Power, propaganda and technology are shaping war reporting making truth harder to discern while human suffering is being normalized or overlooked around the world
Monalisa Changkija
Last week, Pope Leo XIV had urged journalists to highlight the suffering caused by war and “tell it through the eyes of victims”. Reportedly, in a meeting with broadcasters from Italy’s TG2 television news programme, the Pope made a direct appeal for reporters “to show the face of war and tell it through the eyes of the victims, so as not to turn it into a video game” adding journalists must work “in verifying the news so as not to become a megaphone of power”. Meanwhile, President Donald Trump and his aides ratcheted up pressure on journalists – through lectures, scolding and outright threats – to cover the war on Iran the way his administration wants. This summarizes the news coverage we are consuming on the West Asia war and the media’s centrality as another battle field. At the best of times, news coverage is never easy, especially in countries where the leadership is extremely sensitive to how it is projected resulting in tight control over the media and/or silencing the media and propaganda being passed off as news through fake news and trolling especially of the opposition and voices of dissent. At times of conflict or war, news coverage is even harder particularly for independent journalists and media houses.
Because we still like to believe that democracy is alive or want to ensure its survival in our nations, it is hard to digest that democracy is dying everywhere and people have become merely tools, vote banks, markets and labour in the 1%’s quest for political and economic power. The state seems to have become merely a tool for power seekers as all social contracts have been violated ironically by the use of power of the state. If such a situation has created the scope and space for misinformation and disinformation, the very same misinformation and disinformation have also been used to weaken the power of the state and strengthen the power of the 1%, who has appropriated and undermined all democratic institutions for undemocratic ends.
Under the circumstances, it has become extremely difficult and dangerous for independent journalists and media houses to exercise their democratic rights and fulfill their responsibilities to the people. So the choice to speak truth to power and give a voice to the people by informing the public with correct news or cower to the might of political and economic power is well encapsulated by the Pope urging journalists to highlight the suffering caused by war and “tell it through the eyes of victims” and President Trump’s fulminations against what he perceives to be unflattering news coverage on his presidency and the West Asia war, which he typically cast as unpatriotic.

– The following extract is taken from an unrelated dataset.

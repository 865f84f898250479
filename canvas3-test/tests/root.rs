mod canvas;
mod viewport;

In the US, the media’s ideological stances has always been quite clear ~ highlighted especially during elections ~ something we are seeing in India too in the recent past although in India economic considerations seem to over-ride ideological stances. Now, because we naturally rely on the US media for news on the West Asia war as it is more available than the Iranian media, it is time to question their news coverage, sources and motives. In other words, not take things at face value, which we shouldn’t regarding any news or anything anyway. What compounds matters even more these days is that besides the legacy print and electronic media, there is a surfeit of online portals, YouTubers, X and numerous other social media. Everybody has their own YouTube pressing forward their own takes on everything under the sun and now the West Asia war. Then there is AI.

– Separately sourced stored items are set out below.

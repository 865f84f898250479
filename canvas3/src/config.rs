//! Key/value configuration, layered by priority, and command line options.

use std::{ffi::OsString, path::Path, sync::Arc};

use indexmap::IndexMap;
use parking_lot::RwLock;
use pico_args::Arguments;

use crate::error::ConfigError;

/// Priority of defaults shipped with a plugin or driver.
pub const PRIORITY_PLUGIN: i32 = 0;
/// Priority of the application's own configuration.
pub const PRIORITY_APPLICATION: i32 = 100;
/// Priority of per-user configuration.
pub const PRIORITY_USER: i32 = 200;
/// Priority of values given on the command line.
pub const PRIORITY_COMMAND_LINE: i32 = 300;

/// Configuration shared between the canvas, the driver and the driver database.
pub type SharedConfig = Arc<RwLock<ConfigManager>>;

/// Parses a configuration boolean. Returns `None` for anything unrecognized.
pub fn parse_bool(value: &str) -> Option<bool> {
    let value = value.trim();
    let any = |options: &[&str]| options.iter().any(|o| value.eq_ignore_ascii_case(o));
    if any(&["yes", "true", "on", "1"]) {
        Some(true)
    } else if any(&["no", "false", "off", "0"]) {
        Some(false)
    } else {
        None
    }
}

/// Read access to configuration values. Keys are case insensitive.
pub trait ConfigSource {
    fn get_str(&self, key: &str) -> Option<&str>;

    fn get_str_or<'a>(&'a self, key: &str, default: &'a str) -> &'a str {
        self.get_str(key).unwrap_or(default)
    }

    fn get_int(&self, key: &str, default: i32) -> i32 {
        self.get_str(key)
            .and_then(|v| v.trim().parse().ok())
            .unwrap_or(default)
    }

    fn get_bool(&self, key: &str, default: bool) -> bool {
        self.get_str(key).and_then(parse_bool).unwrap_or(default)
    }

    fn key_exists(&self, key: &str) -> bool {
        self.get_str(key).is_some()
    }
}

#[derive(Debug, Clone)]
struct ConfigEntry {
    key: String,
    value: String,
}

/// A single flat set of configuration values, in insertion order.
#[derive(Debug, Clone, Default)]
pub struct ConfigFile {
    entries: IndexMap<String, ConfigEntry>,
}

impl ConfigFile {
    pub fn new() -> Self {
        Self::default()
    }

    /// Parses a TOML document. Tables flatten into dotted keys, so
    /// `[Video] ScreenWidth = 800` and `Video.ScreenWidth = 800` are the same
    /// setting. Arrays become comma separated lists.
    pub fn parse(text: &str) -> Result<Self, ConfigError> {
        let table: toml::Table = toml::from_str(text)?;
        let mut file = Self::new();
        file.insert_table(None, table)?;
        Ok(file)
    }

    pub fn load(path: impl AsRef<Path>) -> Result<Self, ConfigError> {
        let path = path.as_ref();
        let text = std::fs::read_to_string(path)?;
        log::debug!("Loaded configuration from {}", path.display());
        Self::parse(&text)
    }

    fn insert_table(&mut self, prefix: Option<&str>, table: toml::Table) -> Result<(), ConfigError> {
        for (key, value) in table {
            let key = match prefix {
                Some(prefix) => format!("{prefix}.{key}"),
                None => key,
            };
            match value {
                toml::Value::Table(table) => self.insert_table(Some(&key), table)?,
                value => {
                    let value = config_value(&key, value)?;
                    self.set(&key, value);
                }
            }
        }
        Ok(())
    }

    pub fn from_pairs<'a>(pairs: impl IntoIterator<Item = (&'a str, &'a str)>) -> Self {
        let mut file = Self::new();
        for (key, value) in pairs {
            file.set(key, value);
        }
        file
    }

    pub fn set(&mut self, key: &str, value: impl Into<String>) {
        self.entries.insert(
            key.to_ascii_lowercase(),
            ConfigEntry {
                key: key.to_owned(),
                value: value.into(),
            },
        );
    }

    pub fn remove(&mut self, key: &str) -> Option<String> {
        self.entries
            .shift_remove(&key.to_ascii_lowercase())
            .map(|entry| entry.value)
    }

    pub fn len(&self) -> usize {
        self.entries.len()
    }

    pub fn is_empty(&self) -> bool {
        self.entries.is_empty()
    }

    /// Iterates `(key, value)` pairs with keys in their original spelling.
    pub fn iter(&self) -> impl Iterator<Item = (&str, &str)> {
        self.entries
            .values()
            .map(|entry| (entry.key.as_str(), entry.value.as_str()))
    }
}

fn config_value(key: &str, value: toml::Value) -> Result<String, ConfigError> {
    Ok(match value {
        toml::Value::String(value) => value,
        toml::Value::Integer(value) => value.to_string(),
        toml::Value::Float(value) => value.to_string(),
        toml::Value::Boolean(value) => value.to_string(),
        toml::Value::Datetime(value) => value.to_string(),
        toml::Value::Array(items) => items
            .into_iter()
            .map(|item| match item {
                toml::Value::Array(_) | toml::Value::Table(_) => Err(ConfigError::UnsupportedValue {
                    key: key.to_owned(),
                }),
                item => config_value(key, item),
            })
            .collect::<Result<Vec<_>, _>>()?
            .join(","),
        toml::Value::Table(_) => return Err(ConfigError::UnsupportedValue { key: key.to_owned() }),
    })
}

impl ConfigSource for ConfigFile {
    fn get_str(&self, key: &str) -> Option<&str> {
        self.entries
            .get(&key.to_ascii_lowercase())
            .map(|entry| entry.value.as_str())
    }
}

#[derive(Debug)]
struct ConfigLayer {
    priority: i32,
    name: String,
    file: ConfigFile,
}

/// A stack of [`ConfigFile`]s. Lookups return the value from the layer with
/// the highest priority; layers of equal priority are searched newest first.
#[derive(Debug, Default)]
pub struct ConfigManager {
    layers: Vec<ConfigLayer>,
}

impl ConfigManager {
    pub fn new() -> Self {
        Self::default()
    }

    pub fn into_shared(self) -> SharedConfig {
        Arc::new(RwLock::new(self))
    }

    /// Adds a layer, replacing any existing layer with the same name.
    pub fn add_layer(&mut self, name: &str, priority: i32, file: ConfigFile) {
        self.remove_layer(name);
        let position = self
            .layers
            .iter()
            .position(|layer| layer.priority <= priority)
            .unwrap_or(self.layers.len());
        self.layers.insert(
            position,
            ConfigLayer {
                priority,
                name: name.to_owned(),
                file,
            },
        );
    }

    pub fn remove_layer(&mut self, name: &str) -> Option<ConfigFile> {
        let position = self.layers.iter().position(|layer| layer.name == name)?;
        Some(self.layers.remove(position).file)
    }

    pub fn has_layer(&self, name: &str) -> bool {
        self.layers.iter().any(|layer| layer.name == name)
    }

    pub fn layer_count(&self) -> usize {
        self.layers.len()
    }
}

impl ConfigSource for ConfigManager {
    fn get_str(&self, key: &str) -> Option<&str> {
        self.layers.iter().find_map(|layer| layer.file.get_str(key))
    }
}

/// Command line arguments, queried by option key.
///
/// Keys include their dashes, like `"-mode"`. Values may be given as
/// `-mode=800x600` or `-mode 800x600`.
#[derive(Debug, Clone, Default)]
pub struct CommandLine {
    args: Vec<OsString>,
}

impl CommandLine {
    pub fn parse<I, S>(args: I) -> Self
    where
        I: IntoIterator<Item = S>,
        S: Into<OsString>,
    {
        Self {
            args: args.into_iter().map(Into::into).collect(),
        }
    }

    /// The arguments of this process, without the program name.
    pub fn from_env() -> Self {
        Self::parse(std::env::args_os().skip(1))
    }

    fn arguments(&self) -> Arguments {
        Arguments::from_vec(self.args.clone())
    }

    pub fn has_option(&self, key: &'static str) -> bool {
        let mut args = self.arguments();
        args.contains(key) || option_arg(args.opt_value_from_str::<_, String>(key)).is_some()
    }

    /// Value given to `key`, if any.
    pub fn option(&self, key: &'static str) -> Option<String> {
        option_arg(self.arguments().opt_value_from_str(key))
    }

    /// `on` (or `on=yes`) means true, `off` means false.
    pub fn bool_option(&self, on: &'static str, off: &'static str) -> Option<bool> {
        let mut args = self.arguments();
        if args.contains(on) {
            return Some(true);
        }
        if let Some(value) = option_arg(args.opt_value_from_str::<_, String>(on)) {
            return parse_bool(&value);
        }
        args.contains(off).then_some(false)
    }
}

fn option_arg<T>(result: Result<Option<T>, pico_args::Error>) -> Option<T> {
    match result {
        Ok(value) => value,
        Err(pico_args::Error::OptionWithoutAValue(key)) => {
            log::debug!("Command line option {key} has no value");
            None
        }
        Err(e) => {
            log::warn!("Ignoring command line option: {e}");
            None
        }
    }
}

#[cfg(test)]
mod tests {
    use super::*;

    #[test]
    fn parse_file() {
        let file = ConfigFile::parse(
            r#"
# comment
[Video]
ScreenWidth = 800
FullScreen = true
WindowTitle = "a = b"

[Video.OpenGL.FormatPicker]
DepthBits = [32, 24, 16]
"#,
        )
        .unwrap();
        assert_eq!(file.len(), 4);
        assert_eq!(file.get_int("video.screenwidth", 0), 800);
        assert!(file.get_bool("Video.FullScreen", false));
        assert_eq!(file.get_str("Video.WindowTitle"), Some("a = b"));
        assert_eq!(file.get_str("Video.OpenGL.FormatPicker.DepthBits"), Some("32,24,16"));
        assert_eq!(file.iter().next(), Some(("Video.ScreenWidth", "800")));
    }

    #[test]
    fn dotted_keys_match_tables() {
        let file = ConfigFile::parse("Video.VSync = \"yes\"\nVideo.OpenGL.DepthBits = 24\n").unwrap();
        assert!(file.get_bool("Video.VSync", false));
        assert_eq!(file.get_int("Video.OpenGL.DepthBits", 0), 24);
    }

    #[test]
    fn parse_file_rejects_garbage() {
        assert!(matches!(
            ConfigFile::parse("Video.ScreenWidth = 1\nnonsense\n"),
            Err(ConfigError::Toml(_))
        ));
        assert!(matches!(
            ConfigFile::parse("Video.Modes = [[640, 480]]\n"),
            Err(ConfigError::UnsupportedValue { key }) if key == "Video.Modes"
        ));
    }

    #[test]
    fn defaults_on_bad_values() {
        let file = ConfigFile::from_pairs([("a", "twelve"), ("b", "maybe")]);
        assert_eq!(file.get_int("a", 7), 7);
        assert!(file.get_bool("b", true));
        assert_eq!(file.get_str_or("c", "fallback"), "fallback");
    }

    #[test]
    fn layers_by_priority() {
        let mut manager = ConfigManager::new();
        manager.add_layer("app", PRIORITY_APPLICATION, ConfigFile::from_pairs([("k", "app"), ("only", "x")]));
        manager.add_layer("cmd", PRIORITY_COMMAND_LINE, ConfigFile::from_pairs([("k", "cmd")]));
        manager.add_layer("plugin", PRIORITY_PLUGIN, ConfigFile::from_pairs([("k", "plugin")]));
        assert_eq!(manager.get_str("k"), Some("cmd"));
        assert_eq!(manager.get_str("only"), Some("x"));

        manager.remove_layer("cmd");
        assert_eq!(manager.get_str("k"), Some("app"));
        assert_eq!(manager.layer_count(), 2);
    }

    #[test]
    fn command_line_options() {
        let cmd = CommandLine::parse(["-sysmouse", "-mode=800x600", "-nofullscreen", "-depth", "16", "-vsync=no"]);
        assert_eq!(cmd.bool_option("-sysmouse", "-nosysmouse"), Some(true));
        assert_eq!(cmd.bool_option("-fullscreen", "-nofullscreen"), Some(false));
        assert_eq!(cmd.bool_option("-vsync", "-novsync"), Some(false));
        assert_eq!(cmd.bool_option("-gamma", "-nogamma"), None);
        assert_eq!(cmd.option("-mode").as_deref(), Some("800x600"));
        assert_eq!(cmd.option("-depth").as_deref(), Some("16"));
        assert!(cmd.has_option("-sysmouse"));
        assert!(cmd.has_option("-mode"));
        assert!(!cmd.has_option("-title"));
        // Queries never consume arguments.
        assert_eq!(cmd.option("-mode").as_deref(), Some("800x600"));
    }
}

There is an information overload to the point of making us immure to the human tragedy that is happening in that region. Somehow, technology has made us insensitive to the wasteful tragedy of war in terms of human lives and limbs, resources and energy. This began with Operation Desert storm, which was televised live. It was as if we were watching an epic Hollywood war movie. Therefore the Pope’s direct appeal for reporters “to show the face of war and tell it through the eyes of the victims, so as not to turn it into a video game”, is not without reason and is indeed guidance to us through reporters to focus on the tragic consequences of war on the human race. Chicago Cardinal Blase Cupich had also sharply rebuked the White House for posting a video on social media featuring footage from the Iran war, spliced with scenes from video games and action films. Cupich called the video “sickening”. But would the Pope’s guidance have an impact on us, who are so glued to our smartphones?
Despite the maze-like cornucopia of misinformation, disinformation, fake news and propaganda and despite protestation of victory in this war, clearly things are not going well, especially for war waging sides. Besides lives lost and the huge destruction of economic and energy infrastructure and resources, one of the casualties has been the truth, as is the wont of any contestation. Everyone wants to assert their prowess and might ~ in the process there is a deliberate concealment of deaths, injuries and destructions. But truth always wills out and in this instance too truth will out, which is when reputations and careers will most likely be destroyed, nations shamed, grandstanding exposed and the posturing, propaganda and projections of power will be pierced.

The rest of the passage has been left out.